EXERCISE BRIEF >> Output all records verbatim.

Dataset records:

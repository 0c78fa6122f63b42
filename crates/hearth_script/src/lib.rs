//! Hearth Scripting Layer
//!
//! The embedded interpreter as seen by the bridge
//!
//! ## Architecture
//!
//! - **[`Interpreter`]:** execute statements and files, report errors, call `main`
//! - **Bootstrap:** fixed statements run before the entrypoint (path setup, stream redirection)
//! - **FFI:** the `androidembed.log` callback scripts use to reach the platform log
//!
//! The CPython backend lives behind the `python` feature.

pub mod bootstrap;
pub mod ffi;
#[cfg(feature = "python")]
pub mod python;
pub mod runtime;

pub use bootstrap::Statement;
pub use runtime::{Interpreter, MainCall, ScriptError};

#[cfg(feature = "python")]
pub use python::PythonInterpreter;
//! Native callbacks exposed to scripts
//!
//! Scripts reach the platform log through `androidembed.log(message)`.
//! The tag is read from `PYTHON_NAME` on every call, so an env-file override
//! is honoured.

use hearth_env::keys;

/// Tag for script output.
pub fn log_tag() -> String {
    std::env::var(keys::PYTHON_NAME).unwrap_or_else(|_| keys::DEFAULT_LOG_NAME.to_string())
}

/// Backing implementation of `androidembed.log`.
pub fn log_from_script(message: &str) {
    let tag = log_tag();
    tracing::info!(target: "script", tag = %tag, "{message}");
}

RESULT OF THIS EXERCISE >>
repository 0c78fa6122f63b42
filename crates/hearth_script/src/lib.rs
//! Hearth Scripting Layer
//!
//! The embedded interpreter as seen by the bridge
//!
//! ## Architecture
//!
//! - **[`Interpreter`]:** execute statements and files, report errors, call `main`
//! - **Bootstrap:** fixed statements run before the entrypoint (path setup, stream redirection)
//! - **FFI:** the `androidembed.log` callback scripts use to reach the platform log
//!
//! The CPython backend lives behind the `python` feature.

pub mod bootstrap;
pub mod ffi;
#[cfg(feature = "python")]
pub mod python;
pub mod runtime;

pub use bootstrap::Statement;
pub use runtime::{Interpreter, MainCall, ScriptError};

#[cfg(feature = "python")]
pub use python::PythonInterpreter;
//! Native callbacks exposed to scripts
//!
//! Scripts reach the platform log through `androidembed.log(message)`.
//! The tag is read from `PYTHON_NAME` on every call, so an env-file override
//! is honoured.

use hearth_env::keys;

/// Tag for script output.
pub fn log_tag() -> String {
    std::env::var(keys::PYTHON_NAME).unwrap_or_else(|_| keys::DEFAULT_LOG_NAME.to_string())
}

/// Backing implementation of `androidembed.log`.
pub fn log_from_script(message: &str) {
    let tag = log_tag();
    tracing::info!(target: "script", tag = %tag, "{message}");
}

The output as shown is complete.